LTSP thin clients mount a user's home directory using this method. Years ago, if the thin client had to access the /home folder, it was mounted via NFS. For reasons I outlined above, it's clear that isn't a really good idea. As its name suggests, SSHFS mounts a remote filesystem over SSH. This makes mounting very flexible, but it's important to keep in mind that shares mounted over a slow WAN connection often are difficult to use, especially on a regular basis.
In order to use SSHFS in a Debian- or Ubuntu-based system, you need to install the sshfs package. Just like NFS, the folder on which you choose to mount needs to be empty or the mounting process will fail. (Note: the Ubuntu Web site claims users must be in the “fuse” group in order to use sshfs filesystems, but I have not found that to be the case.) To mount a remote filesystem:
sshfs user@remote.system.com:/remote/folder /home/user/local_folder
Once authenticated, the folder /home/user/local_folder (or whatever folder you chose) will be mounted remotely to /remote/folder on the server. Access speed is dependent on network speed, but the files should work the same as any other mounted filesystem. It's really cool!
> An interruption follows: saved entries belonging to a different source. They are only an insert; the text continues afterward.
use crate::controller::ControllerDef;
use crate::di::{ComponentDef, TypeKey};
use std::collections::HashMap;
use uuid::Uuid;

/// Runtime node of the module graph.
///
/// Created once per distinct token; providers and controllers are kept in
/// declaration order, keyed by type. Names are for display only.
#[derive(Clone, Debug)]
pub struct ModuleNode {
    id: Uuid,
    token: String,
    metatype: TypeKey,
    imports: Vec<String>,
    providers: Vec<ComponentDef>,
    controllers: Vec<ControllerDef>,
    exports: Vec<TypeKey>,
    is_global: bool,
    distance: usize,
}

impl ModuleNode {
    pub fn new(metatype: TypeKey, token: impl Into<String>) -> Self {
        Self {
            id: Uuid::new_v4(),
            token: token.into(),
            metatype,
            imports: Vec::new(),
            providers: Vec::new(),
            controllers: Vec::new(),
            exports: Vec::new(),
            is_global: false,
            distance: 0,
        }
    }

    pub fn id(&self) -> Uuid {
        self.id
    }

    pub fn token(&self) -> &str {
        &self.token
    }

    pub fn metatype(&self) -> TypeKey {
        self.metatype
    }

    pub fn name(&self) -> &'static str {
        self.metatype.short_name()
    }

    /// Tokens of the imported modules.
    pub fn imports(&self) -> &[String] {
        &self.imports
    }

    pub fn providers(&self) -> impl Iterator<Item = (&str, &ComponentDef)> {
        self.providers.iter().map(|def| (def.name(), def))
    }

    pub fn controllers(&self) -> impl Iterator<Item = (&str, &ControllerDef)> {
        self.controllers.iter().map(|def| (def.name(), def))
    }

    pub fn exports(&self) -> &[TypeKey] {
        &self.exports
    }

    pub fn is_global(&self) -> bool {
        self.is_global
    }

    pub fn distance(&self) -> usize {
        self.distance
    }

    pub fn has_provider(&self, key: TypeKey) -> bool {
        self.providers.iter().any(|def| def.key() == key)
    }

    pub fn has_controller(&self, key: TypeKey) -> bool {
        self.controllers.iter().any(|def| def.key() == key)
    }

    pub fn add_import(&mut self, token: impl Into<String>) {
        let token = token.into();
        if !self.imports.contains(&token) {
            self.imports.push(token);
        }
    }

    pub fn add_provider(&mut self, provider: ComponentDef) -> String {
        let name = provider.name().to_string();
        upsert(&mut self.providers, provider, ComponentDef::key);
        name
    }

    pub fn add_controller(&mut self, controller: ControllerDef) -> String {
        let name = controller.name().to_string();
        upsert(&mut self.controllers, controller, ControllerDef::key);
        name
    }

    pub(crate) fn set_exports(&mut self, exports: Vec<TypeKey>) {
        self.exports = exports;
    }

    pub(crate) fn set_global(&mut self, is_global: bool) {
        self.is_global = is_global;
    }

    pub(crate) fn set_distance(&mut self, distance: usize) {
        self.distance = distance;
    }
}

fn upsert<T>(entries: &mut Vec<T>, value: T, key: fn(&T) -> TypeKey) {
    let id = key(&value);
    match entries.iter_mut().find(|existing| key(existing) == id) {
        Some(entry) => *entry = value,
        None => entries.push(value),
    }
}

/// Token-keyed registry of module nodes, iterated in registration order.
pub struct ModulesContainer {
    application_id: String,
    modules: Vec<ModuleNode>,
    index: HashMap<String, usize>,
}

impl ModulesContainer {
    pub fn new() -> Self {
        Self {
            application_id: Uuid::new_v4().simple().to_string(),
            modules: Vec::new(),
            index: HashMap::new(),
        }
    }

    pub fn application_id(&self) -> &str {
        &self.application_id
    }

    pub fn has(&self, token: &str) -> bool {
        self.index.contains_key(token)
    }

    pub fn get(&self, token: &str) -> Option<&ModuleNode> {
        self.index.get(token).map(|&idx| &self.modules[idx])
    }

    pub fn get_mut(&mut self, token: &str) -> Option<&mut ModuleNode> {
        self.index.get(token).map(|&idx| &mut self.modules[idx])
    }

    pub fn get_by_id(&self, id: Uuid) -> Option<&ModuleNode> {
        self.modules.iter().find(|module| module.id() == id)
    }

    /// Insert a node; an already registered token keeps its existing node.
    pub fn insert(&mut self, node: ModuleNode) -> &ModuleNode {
        let idx = match self.index.get(node.token()) {
            Some(&idx) => idx,
            None => {
                self.index.insert(node.token().to_string(), self.modules.len());
                self.modules.push(node);
                self.modules.len() - 1
            }
        };
        &self.modules[idx]
    }

    pub fn values(&self) -> impl Iterator<Item = &ModuleNode> {
        self.modules.iter()
    }

    pub fn len(&self) -> usize {
        self.modules.len()
    }

    pub fn is_empty(&self) -> bool {
        self.modules.is_empty()
    }

    pub fn clear(&mut self) {
        self.modules.clear();
        self.index.clear();
    }
}

impl Default for ModulesContainer {
    fn default() -> Self {
        Self::new()
    }
}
In order to unmount, use the fusermount command:
fusermount -u /home/user/local_folder
It is possible to add sshfs filesystems to the /etc/fstab file in much the same way that you add an NFS share. Because sshfs uses FUSE, a userspace file-mounting system, it's generally used for individual users as opposed to system mounts. As with most things Linux, this is flexible.
FTP isn't really ideal for file transfers, mainly because it transfers user names and passwords in plain text. Linux still supports FTP file servers, and most systems come with FTP logins jailed in a chroot environment for each user. Although this protocol is insecure, unfortunately, you need to use it sometimes for programs that support only traditional FTP. If I have to set up an FTP server, I prefer vsftp, but I won't go through the setup process here because FTP is just not a great protocol to use.
The “proper” thing to do is use SFTP, which for Linux users is as simple as having an SSH server installed. SFTP is handled by the OpenSSH dæmon on Linux servers, and setting it up on most servers is as simple as doing nothing. If there are security concerns about exposing your server to the Internet, it is possible to configure SSH for chroot jails per user as well. Thankfully, with SSH everything is encrypted, so sniffing the network isn't a concern. Unfortunately, no amount of securing can protect your system from compromised passwords, so make sure your users don't have a habit of using passwords like 1234 for your system.
The server room is by far the easiest place to replace expensive proprietary operating systems with Linux. In fact, the days of sneaking Linux into the server room are largely behind us. Most bosses, even the technologically illiterate ones, expect Linux to be in the server room. They might not know what Linux does, but they know they should have it! If your institution is outgrowing its licensing, or if you'd just like to replace “proprietary” with “open”, file servers are a great place to start. If done carefully, your users will never know. Be sure to mention to your boss how much you've saved in licensing and support, because upper management always likes to brag about how much the department has saved!